◆ STORED DATA ◆
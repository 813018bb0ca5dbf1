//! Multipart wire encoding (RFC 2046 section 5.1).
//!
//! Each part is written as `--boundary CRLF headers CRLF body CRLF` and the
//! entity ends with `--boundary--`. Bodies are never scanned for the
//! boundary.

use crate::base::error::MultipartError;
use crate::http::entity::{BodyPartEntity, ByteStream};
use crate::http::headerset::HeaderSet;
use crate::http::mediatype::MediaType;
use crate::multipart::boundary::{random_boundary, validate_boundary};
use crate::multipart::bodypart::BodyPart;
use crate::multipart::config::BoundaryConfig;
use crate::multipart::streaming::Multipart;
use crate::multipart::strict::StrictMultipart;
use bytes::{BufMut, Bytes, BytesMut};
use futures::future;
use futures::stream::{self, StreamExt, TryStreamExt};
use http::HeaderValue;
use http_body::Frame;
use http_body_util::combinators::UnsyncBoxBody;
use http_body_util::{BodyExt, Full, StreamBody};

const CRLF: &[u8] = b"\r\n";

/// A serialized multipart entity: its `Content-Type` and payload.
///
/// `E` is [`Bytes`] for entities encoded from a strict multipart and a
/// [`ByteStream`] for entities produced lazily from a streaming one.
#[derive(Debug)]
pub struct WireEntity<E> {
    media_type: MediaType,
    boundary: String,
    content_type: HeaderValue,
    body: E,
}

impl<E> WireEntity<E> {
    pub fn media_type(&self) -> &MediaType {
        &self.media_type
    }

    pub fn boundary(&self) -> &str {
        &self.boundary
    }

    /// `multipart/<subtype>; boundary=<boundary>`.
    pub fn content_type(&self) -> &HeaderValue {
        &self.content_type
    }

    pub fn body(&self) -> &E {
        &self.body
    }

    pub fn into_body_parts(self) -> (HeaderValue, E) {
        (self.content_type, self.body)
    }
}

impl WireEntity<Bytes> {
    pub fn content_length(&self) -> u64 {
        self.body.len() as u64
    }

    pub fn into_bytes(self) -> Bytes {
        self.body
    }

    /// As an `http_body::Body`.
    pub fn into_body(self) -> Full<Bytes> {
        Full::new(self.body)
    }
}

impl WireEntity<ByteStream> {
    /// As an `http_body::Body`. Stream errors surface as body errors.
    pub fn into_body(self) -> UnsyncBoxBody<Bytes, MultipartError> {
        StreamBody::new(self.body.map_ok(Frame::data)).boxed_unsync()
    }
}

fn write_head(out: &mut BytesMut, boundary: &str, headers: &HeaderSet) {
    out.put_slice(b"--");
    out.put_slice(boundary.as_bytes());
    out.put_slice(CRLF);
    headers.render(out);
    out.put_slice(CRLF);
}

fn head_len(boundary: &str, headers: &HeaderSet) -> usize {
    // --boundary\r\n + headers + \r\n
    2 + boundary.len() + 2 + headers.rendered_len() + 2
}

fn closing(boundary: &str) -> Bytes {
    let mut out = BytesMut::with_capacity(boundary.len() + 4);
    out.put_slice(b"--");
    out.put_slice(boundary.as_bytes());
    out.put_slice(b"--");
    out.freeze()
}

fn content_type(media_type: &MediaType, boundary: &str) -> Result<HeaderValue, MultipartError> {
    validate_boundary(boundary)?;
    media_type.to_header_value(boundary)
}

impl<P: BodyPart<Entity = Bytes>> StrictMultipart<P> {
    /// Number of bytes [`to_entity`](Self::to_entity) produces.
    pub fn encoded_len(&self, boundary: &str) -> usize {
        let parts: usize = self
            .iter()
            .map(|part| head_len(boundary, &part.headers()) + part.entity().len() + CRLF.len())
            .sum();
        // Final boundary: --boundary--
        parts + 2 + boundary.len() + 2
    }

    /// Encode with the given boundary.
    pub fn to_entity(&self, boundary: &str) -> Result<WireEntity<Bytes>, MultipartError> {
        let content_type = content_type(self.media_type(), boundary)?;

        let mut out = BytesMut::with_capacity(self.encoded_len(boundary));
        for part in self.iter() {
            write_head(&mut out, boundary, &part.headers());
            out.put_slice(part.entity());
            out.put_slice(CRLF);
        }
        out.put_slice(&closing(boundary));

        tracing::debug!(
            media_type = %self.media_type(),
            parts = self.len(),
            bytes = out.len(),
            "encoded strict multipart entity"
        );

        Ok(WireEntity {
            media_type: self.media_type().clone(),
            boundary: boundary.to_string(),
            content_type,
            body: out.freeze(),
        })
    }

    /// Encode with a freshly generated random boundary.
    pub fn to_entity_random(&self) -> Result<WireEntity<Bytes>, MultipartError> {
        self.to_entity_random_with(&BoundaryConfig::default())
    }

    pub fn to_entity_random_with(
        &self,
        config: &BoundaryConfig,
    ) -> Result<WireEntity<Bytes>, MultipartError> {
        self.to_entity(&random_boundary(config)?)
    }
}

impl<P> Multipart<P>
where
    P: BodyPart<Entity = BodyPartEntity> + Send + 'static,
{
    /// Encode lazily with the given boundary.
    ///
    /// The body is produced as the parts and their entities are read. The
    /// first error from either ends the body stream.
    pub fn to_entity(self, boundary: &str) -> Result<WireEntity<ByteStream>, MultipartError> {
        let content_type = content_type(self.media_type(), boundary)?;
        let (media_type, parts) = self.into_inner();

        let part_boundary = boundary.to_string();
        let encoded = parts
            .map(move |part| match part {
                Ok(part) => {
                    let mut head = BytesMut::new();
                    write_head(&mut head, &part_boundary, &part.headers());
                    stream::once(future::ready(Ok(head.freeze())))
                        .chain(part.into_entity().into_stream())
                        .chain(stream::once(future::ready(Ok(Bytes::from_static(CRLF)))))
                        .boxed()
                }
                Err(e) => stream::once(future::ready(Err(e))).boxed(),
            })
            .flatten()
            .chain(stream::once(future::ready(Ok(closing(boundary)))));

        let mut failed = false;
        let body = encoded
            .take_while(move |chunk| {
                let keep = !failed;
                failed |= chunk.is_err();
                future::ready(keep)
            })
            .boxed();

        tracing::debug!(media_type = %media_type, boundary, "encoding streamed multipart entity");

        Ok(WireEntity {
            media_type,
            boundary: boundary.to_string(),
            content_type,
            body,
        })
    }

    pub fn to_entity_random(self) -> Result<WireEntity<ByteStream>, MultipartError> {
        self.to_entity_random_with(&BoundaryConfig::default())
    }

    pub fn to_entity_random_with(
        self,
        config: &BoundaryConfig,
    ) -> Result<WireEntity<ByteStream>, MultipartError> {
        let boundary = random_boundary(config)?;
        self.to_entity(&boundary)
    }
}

◆ GOAL OF THE EXERCISE ◆
Copy each line in the entries above where the word "Frame" shows up.

◆ ANSWER BOX ◆
use http_body::Frame;
        StreamBody::new(self.body.map_ok(Frame::data)).boxed_unsync()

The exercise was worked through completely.